*TASK MATERIAL*
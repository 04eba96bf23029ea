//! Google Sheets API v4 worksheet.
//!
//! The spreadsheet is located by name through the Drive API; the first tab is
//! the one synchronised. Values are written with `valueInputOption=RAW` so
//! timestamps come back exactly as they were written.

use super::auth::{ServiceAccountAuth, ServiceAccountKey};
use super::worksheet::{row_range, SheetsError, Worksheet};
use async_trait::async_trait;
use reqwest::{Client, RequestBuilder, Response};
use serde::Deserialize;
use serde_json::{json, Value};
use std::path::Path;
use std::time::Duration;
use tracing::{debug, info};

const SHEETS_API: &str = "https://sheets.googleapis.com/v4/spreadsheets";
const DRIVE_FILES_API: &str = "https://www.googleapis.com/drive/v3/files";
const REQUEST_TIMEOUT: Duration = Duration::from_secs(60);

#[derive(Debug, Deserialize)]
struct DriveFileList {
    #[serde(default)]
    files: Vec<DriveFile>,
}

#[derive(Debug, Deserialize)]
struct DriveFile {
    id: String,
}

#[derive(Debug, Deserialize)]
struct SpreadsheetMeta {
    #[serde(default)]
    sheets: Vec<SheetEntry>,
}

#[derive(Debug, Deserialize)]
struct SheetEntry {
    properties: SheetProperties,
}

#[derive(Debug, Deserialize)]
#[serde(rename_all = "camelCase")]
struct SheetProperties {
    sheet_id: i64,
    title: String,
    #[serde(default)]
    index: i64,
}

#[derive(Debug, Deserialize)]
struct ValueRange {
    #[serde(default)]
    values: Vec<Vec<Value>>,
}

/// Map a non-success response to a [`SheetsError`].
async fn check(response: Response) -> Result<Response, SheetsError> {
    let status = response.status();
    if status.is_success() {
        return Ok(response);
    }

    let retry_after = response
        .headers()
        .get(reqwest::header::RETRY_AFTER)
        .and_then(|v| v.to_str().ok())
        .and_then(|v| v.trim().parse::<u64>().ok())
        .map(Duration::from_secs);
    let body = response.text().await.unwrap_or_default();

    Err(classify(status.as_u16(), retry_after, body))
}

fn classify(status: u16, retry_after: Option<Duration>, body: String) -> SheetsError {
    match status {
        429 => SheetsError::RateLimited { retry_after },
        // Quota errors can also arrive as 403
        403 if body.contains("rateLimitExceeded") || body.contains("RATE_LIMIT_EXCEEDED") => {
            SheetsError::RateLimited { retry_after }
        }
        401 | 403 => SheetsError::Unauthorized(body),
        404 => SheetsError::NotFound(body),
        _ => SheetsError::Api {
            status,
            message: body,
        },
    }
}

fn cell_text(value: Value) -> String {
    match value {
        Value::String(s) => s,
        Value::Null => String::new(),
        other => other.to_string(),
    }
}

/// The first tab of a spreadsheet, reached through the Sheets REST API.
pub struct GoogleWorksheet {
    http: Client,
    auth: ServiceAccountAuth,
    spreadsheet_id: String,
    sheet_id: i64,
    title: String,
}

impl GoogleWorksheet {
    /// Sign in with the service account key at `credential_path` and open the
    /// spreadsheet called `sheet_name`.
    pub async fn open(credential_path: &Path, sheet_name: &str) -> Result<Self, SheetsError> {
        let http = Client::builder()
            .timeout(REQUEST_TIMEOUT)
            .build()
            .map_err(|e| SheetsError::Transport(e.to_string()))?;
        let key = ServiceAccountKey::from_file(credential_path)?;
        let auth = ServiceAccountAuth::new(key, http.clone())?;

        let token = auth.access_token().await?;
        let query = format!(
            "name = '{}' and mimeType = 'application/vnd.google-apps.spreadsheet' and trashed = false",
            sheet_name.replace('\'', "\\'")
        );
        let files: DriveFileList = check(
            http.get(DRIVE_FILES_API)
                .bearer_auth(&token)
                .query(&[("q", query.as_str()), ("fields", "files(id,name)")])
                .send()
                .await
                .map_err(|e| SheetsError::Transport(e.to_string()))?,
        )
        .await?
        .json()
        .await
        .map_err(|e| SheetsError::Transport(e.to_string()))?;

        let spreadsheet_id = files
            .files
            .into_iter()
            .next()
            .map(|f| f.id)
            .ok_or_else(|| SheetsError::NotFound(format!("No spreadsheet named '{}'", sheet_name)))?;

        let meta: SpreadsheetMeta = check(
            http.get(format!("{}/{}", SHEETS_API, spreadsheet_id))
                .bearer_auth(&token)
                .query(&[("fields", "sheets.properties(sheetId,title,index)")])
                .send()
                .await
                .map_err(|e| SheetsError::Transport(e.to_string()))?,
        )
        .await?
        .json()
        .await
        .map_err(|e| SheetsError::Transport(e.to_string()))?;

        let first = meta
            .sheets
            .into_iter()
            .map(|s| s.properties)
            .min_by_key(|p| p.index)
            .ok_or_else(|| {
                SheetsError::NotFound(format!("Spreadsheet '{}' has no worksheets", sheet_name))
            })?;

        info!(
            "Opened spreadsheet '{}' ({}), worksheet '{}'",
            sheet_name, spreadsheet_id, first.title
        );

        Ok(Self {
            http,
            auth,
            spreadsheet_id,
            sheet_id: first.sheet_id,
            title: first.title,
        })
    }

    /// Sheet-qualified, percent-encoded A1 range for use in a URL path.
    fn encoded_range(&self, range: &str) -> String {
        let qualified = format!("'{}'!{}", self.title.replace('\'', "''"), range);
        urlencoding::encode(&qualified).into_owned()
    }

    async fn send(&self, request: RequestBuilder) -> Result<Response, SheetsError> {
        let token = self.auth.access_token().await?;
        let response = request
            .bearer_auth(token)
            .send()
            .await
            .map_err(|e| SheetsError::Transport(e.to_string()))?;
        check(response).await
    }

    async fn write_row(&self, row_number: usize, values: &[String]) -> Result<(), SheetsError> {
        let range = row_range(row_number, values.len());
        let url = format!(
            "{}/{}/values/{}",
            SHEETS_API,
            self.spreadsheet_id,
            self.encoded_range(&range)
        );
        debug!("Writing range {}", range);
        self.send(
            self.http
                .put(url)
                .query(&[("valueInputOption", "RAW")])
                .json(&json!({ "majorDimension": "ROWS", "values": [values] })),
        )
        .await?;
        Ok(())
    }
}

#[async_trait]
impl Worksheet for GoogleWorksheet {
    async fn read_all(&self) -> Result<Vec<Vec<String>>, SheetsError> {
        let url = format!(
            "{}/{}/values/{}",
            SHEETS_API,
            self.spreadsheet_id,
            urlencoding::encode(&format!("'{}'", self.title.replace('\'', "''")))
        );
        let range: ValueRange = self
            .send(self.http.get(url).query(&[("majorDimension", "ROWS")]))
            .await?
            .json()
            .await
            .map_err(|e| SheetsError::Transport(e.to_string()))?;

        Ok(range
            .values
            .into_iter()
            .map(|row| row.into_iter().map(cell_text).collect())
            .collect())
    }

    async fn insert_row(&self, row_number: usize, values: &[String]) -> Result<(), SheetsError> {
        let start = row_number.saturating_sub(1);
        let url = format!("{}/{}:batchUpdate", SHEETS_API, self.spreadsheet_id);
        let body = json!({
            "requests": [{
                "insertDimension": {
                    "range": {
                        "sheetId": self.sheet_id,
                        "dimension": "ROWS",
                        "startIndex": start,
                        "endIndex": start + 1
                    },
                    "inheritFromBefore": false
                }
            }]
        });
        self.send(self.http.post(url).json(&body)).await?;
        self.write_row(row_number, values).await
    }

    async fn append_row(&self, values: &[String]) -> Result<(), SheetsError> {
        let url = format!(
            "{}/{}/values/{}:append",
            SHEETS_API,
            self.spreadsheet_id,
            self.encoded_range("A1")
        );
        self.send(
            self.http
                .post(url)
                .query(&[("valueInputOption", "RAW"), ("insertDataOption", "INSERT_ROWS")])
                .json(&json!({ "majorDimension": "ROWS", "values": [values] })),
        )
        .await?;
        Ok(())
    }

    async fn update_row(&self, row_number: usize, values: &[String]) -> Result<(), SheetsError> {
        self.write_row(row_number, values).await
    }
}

* * *

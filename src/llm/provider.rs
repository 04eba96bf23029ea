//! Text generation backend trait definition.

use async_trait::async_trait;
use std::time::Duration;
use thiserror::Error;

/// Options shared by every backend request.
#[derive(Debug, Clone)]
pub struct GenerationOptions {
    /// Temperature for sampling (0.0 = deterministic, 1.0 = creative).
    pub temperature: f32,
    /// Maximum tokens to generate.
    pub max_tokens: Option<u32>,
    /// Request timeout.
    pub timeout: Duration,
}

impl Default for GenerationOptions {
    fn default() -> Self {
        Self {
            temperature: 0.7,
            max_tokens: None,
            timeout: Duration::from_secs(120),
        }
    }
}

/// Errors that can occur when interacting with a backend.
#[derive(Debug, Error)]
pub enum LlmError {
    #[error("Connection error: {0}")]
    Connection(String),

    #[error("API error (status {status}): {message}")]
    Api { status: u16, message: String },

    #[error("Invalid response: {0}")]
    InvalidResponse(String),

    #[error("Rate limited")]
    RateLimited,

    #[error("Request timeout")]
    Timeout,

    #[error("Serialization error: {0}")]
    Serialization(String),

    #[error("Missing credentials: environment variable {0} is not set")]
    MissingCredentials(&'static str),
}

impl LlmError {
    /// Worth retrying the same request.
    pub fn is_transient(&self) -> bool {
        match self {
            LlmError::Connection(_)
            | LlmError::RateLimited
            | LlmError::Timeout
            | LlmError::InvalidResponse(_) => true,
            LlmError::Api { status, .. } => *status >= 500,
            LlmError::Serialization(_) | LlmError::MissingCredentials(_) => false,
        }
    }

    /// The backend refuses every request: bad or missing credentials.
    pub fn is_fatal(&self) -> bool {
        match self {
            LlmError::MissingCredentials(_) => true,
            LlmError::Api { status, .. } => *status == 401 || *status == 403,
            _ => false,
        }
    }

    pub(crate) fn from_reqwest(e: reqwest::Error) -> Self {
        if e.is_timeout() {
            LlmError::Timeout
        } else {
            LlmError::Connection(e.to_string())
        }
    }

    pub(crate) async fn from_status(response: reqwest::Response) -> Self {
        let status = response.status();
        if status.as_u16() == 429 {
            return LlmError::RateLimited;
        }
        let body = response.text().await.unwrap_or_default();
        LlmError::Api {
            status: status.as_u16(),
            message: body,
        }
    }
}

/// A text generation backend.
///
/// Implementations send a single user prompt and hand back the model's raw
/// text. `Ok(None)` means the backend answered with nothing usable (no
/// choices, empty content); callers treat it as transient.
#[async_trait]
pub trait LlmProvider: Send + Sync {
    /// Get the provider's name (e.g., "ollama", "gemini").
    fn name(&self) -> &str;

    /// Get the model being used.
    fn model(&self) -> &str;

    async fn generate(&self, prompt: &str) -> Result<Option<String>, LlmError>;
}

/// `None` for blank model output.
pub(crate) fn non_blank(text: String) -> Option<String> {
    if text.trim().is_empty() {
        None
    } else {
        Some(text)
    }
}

*ASSIGNMENT*
What is the number of lines in the data that include the word "collect"? State only that number.

*ANSWER BOX*
2